[[ Extracted information, beginning ]]

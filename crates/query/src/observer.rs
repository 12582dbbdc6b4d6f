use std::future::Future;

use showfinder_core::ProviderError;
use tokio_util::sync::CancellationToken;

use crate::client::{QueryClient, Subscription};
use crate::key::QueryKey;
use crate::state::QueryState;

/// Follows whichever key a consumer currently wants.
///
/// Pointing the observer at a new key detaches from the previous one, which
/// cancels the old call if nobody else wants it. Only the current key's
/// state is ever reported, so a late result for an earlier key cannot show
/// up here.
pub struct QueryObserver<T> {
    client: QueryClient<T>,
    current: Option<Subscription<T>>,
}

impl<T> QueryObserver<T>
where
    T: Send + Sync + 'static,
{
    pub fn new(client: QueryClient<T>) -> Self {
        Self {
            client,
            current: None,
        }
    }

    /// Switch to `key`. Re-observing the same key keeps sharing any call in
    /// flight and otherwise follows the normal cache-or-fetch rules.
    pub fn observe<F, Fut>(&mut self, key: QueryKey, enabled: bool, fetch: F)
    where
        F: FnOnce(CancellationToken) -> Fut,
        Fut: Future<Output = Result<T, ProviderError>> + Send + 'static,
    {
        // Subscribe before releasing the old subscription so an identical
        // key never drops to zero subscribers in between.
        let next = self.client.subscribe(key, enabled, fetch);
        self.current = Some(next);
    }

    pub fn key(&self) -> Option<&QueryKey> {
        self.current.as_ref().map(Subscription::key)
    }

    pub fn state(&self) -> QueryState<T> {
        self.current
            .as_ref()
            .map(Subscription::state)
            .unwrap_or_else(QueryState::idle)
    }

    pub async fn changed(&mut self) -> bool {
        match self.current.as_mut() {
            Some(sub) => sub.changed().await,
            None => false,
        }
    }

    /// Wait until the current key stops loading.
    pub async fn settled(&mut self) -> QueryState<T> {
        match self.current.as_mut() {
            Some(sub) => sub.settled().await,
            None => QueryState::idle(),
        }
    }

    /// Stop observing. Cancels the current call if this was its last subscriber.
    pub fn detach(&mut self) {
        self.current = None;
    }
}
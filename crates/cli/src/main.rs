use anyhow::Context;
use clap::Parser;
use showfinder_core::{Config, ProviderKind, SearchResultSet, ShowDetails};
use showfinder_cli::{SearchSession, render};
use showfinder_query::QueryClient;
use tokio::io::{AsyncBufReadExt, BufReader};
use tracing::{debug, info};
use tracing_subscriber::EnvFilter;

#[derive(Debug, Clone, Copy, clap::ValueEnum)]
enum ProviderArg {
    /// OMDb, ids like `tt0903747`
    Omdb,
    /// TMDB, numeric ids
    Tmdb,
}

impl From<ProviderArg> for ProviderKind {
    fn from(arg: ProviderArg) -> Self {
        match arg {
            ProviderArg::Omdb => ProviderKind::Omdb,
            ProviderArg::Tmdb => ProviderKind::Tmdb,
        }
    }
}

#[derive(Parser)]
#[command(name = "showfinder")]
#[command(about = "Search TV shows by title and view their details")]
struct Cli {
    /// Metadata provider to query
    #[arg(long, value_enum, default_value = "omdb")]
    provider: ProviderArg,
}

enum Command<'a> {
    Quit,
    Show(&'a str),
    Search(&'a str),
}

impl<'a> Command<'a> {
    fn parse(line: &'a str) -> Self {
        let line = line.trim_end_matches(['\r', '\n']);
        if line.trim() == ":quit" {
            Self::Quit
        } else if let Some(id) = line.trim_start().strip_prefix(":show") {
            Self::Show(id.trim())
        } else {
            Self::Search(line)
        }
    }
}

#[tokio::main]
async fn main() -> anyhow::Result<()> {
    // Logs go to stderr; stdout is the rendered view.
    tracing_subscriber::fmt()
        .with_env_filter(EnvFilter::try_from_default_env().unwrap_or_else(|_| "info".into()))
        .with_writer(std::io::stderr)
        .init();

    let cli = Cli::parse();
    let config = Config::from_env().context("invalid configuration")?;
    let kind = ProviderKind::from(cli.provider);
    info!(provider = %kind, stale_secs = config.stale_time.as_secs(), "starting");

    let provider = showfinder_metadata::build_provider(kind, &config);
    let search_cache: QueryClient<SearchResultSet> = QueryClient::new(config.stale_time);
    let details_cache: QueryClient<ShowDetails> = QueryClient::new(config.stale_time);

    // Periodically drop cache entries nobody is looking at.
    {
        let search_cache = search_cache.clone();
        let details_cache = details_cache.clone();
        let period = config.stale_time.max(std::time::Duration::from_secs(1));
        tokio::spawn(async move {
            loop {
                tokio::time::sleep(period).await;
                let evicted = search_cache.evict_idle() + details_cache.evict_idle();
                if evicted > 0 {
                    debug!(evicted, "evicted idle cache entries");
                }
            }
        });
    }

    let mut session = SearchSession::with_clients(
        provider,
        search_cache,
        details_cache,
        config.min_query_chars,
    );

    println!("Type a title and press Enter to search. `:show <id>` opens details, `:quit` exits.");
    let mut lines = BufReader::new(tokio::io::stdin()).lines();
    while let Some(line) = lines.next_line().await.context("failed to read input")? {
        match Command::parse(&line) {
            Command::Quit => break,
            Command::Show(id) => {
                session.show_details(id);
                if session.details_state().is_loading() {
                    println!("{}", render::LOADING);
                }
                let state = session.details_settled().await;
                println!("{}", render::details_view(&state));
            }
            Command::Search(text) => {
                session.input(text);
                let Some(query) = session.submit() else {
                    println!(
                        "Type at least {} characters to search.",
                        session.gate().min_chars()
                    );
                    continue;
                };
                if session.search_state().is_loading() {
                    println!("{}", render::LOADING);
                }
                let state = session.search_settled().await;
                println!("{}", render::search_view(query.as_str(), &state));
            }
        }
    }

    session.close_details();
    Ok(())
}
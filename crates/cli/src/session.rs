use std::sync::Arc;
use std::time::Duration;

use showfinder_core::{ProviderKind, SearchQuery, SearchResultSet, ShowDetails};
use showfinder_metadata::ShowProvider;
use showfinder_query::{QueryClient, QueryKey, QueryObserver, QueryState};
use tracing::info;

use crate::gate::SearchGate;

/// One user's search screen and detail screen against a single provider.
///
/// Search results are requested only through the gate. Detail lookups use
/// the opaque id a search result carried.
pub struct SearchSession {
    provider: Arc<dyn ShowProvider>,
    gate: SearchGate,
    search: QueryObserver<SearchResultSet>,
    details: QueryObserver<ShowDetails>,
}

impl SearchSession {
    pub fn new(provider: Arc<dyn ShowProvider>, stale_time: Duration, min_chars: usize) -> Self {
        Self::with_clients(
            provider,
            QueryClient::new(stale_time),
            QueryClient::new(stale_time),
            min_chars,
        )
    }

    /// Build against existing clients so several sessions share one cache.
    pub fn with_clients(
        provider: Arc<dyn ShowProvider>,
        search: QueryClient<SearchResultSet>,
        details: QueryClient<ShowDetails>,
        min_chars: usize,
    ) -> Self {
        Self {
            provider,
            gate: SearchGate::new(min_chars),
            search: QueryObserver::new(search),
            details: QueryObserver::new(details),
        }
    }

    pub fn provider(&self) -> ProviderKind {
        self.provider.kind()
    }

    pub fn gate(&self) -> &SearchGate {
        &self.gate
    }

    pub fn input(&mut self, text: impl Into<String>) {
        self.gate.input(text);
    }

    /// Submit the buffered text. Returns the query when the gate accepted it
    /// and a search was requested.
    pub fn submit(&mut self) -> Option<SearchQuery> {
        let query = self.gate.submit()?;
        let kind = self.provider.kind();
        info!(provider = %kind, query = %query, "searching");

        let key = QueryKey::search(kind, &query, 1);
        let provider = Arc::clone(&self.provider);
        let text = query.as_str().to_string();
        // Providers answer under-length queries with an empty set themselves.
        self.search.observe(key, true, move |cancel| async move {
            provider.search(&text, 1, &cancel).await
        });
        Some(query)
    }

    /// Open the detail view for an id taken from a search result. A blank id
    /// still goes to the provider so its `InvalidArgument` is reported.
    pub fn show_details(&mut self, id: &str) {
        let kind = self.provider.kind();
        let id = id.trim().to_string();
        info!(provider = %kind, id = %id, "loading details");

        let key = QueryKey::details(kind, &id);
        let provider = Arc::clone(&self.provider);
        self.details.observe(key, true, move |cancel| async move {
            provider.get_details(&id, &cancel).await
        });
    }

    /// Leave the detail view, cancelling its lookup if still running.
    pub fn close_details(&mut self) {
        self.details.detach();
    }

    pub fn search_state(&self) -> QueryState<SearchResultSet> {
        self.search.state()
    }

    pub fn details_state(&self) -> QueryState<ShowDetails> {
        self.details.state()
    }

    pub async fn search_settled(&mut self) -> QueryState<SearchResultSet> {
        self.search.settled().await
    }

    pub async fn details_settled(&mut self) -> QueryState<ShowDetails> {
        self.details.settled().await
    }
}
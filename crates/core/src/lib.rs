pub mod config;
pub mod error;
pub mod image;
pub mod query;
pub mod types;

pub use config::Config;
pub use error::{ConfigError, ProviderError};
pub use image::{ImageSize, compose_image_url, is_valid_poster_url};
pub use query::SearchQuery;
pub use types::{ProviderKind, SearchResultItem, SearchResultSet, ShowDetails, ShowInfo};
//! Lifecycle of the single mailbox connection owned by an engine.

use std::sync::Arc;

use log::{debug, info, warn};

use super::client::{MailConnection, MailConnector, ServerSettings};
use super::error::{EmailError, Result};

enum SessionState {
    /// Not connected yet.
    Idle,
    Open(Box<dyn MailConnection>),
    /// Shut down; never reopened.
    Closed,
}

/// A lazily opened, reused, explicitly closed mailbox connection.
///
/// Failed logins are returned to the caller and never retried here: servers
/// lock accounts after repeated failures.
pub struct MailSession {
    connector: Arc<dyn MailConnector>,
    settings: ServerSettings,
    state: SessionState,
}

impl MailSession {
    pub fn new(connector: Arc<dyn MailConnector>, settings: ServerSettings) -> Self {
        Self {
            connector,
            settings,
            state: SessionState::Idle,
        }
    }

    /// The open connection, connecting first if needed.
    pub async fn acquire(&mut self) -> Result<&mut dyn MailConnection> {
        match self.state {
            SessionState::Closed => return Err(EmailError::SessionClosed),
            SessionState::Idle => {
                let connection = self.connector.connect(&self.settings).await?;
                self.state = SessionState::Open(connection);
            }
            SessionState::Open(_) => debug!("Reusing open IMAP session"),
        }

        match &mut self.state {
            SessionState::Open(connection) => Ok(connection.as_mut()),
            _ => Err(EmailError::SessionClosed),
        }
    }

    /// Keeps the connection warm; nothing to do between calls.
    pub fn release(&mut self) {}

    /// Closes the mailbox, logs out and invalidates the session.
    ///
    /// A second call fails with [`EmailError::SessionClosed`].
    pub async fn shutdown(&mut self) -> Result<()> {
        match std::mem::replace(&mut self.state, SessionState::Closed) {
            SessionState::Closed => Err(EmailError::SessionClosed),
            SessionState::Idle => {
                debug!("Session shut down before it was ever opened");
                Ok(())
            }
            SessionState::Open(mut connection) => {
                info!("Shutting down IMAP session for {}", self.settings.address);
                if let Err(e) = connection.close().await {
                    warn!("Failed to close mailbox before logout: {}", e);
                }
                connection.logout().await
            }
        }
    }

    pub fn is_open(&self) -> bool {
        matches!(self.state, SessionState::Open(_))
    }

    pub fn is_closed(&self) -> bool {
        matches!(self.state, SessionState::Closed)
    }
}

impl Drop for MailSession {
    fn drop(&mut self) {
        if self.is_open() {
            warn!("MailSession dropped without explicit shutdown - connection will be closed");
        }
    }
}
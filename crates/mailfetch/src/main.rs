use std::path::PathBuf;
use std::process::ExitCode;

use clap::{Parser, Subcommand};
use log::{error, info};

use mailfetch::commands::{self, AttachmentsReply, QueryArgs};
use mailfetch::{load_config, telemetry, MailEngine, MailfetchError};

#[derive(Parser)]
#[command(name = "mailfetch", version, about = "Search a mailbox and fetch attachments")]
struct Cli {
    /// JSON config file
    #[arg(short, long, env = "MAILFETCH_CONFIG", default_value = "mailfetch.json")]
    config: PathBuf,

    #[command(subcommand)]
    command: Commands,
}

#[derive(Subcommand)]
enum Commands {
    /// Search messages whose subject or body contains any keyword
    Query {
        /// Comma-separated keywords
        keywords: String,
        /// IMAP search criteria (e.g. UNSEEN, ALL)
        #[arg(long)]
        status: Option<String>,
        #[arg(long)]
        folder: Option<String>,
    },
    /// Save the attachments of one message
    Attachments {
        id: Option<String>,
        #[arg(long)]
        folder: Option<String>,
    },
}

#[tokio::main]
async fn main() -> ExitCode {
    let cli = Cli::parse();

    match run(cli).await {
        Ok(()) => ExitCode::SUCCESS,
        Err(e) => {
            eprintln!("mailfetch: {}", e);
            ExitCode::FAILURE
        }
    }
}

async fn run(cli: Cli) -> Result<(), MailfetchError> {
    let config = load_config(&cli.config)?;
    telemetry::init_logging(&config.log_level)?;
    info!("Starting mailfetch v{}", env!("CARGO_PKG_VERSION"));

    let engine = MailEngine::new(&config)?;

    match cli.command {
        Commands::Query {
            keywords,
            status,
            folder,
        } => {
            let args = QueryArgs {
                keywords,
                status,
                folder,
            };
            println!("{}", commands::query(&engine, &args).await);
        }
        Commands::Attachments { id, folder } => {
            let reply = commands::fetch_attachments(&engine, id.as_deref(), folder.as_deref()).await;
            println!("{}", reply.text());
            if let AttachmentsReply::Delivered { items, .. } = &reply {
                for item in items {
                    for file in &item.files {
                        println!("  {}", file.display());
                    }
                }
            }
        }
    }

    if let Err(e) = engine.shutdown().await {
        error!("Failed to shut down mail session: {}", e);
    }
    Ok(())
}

[[ Extracted information, end ]]

### Problem
Take every line above that includes "ServerSettings" and list it.

### Solution for this task
use super::client::{MailConnection, MailConnector, ServerSettings};
    settings: ServerSettings,
    pub fn new(connector: Arc<dyn MailConnector>, settings: ServerSettings) -> Self {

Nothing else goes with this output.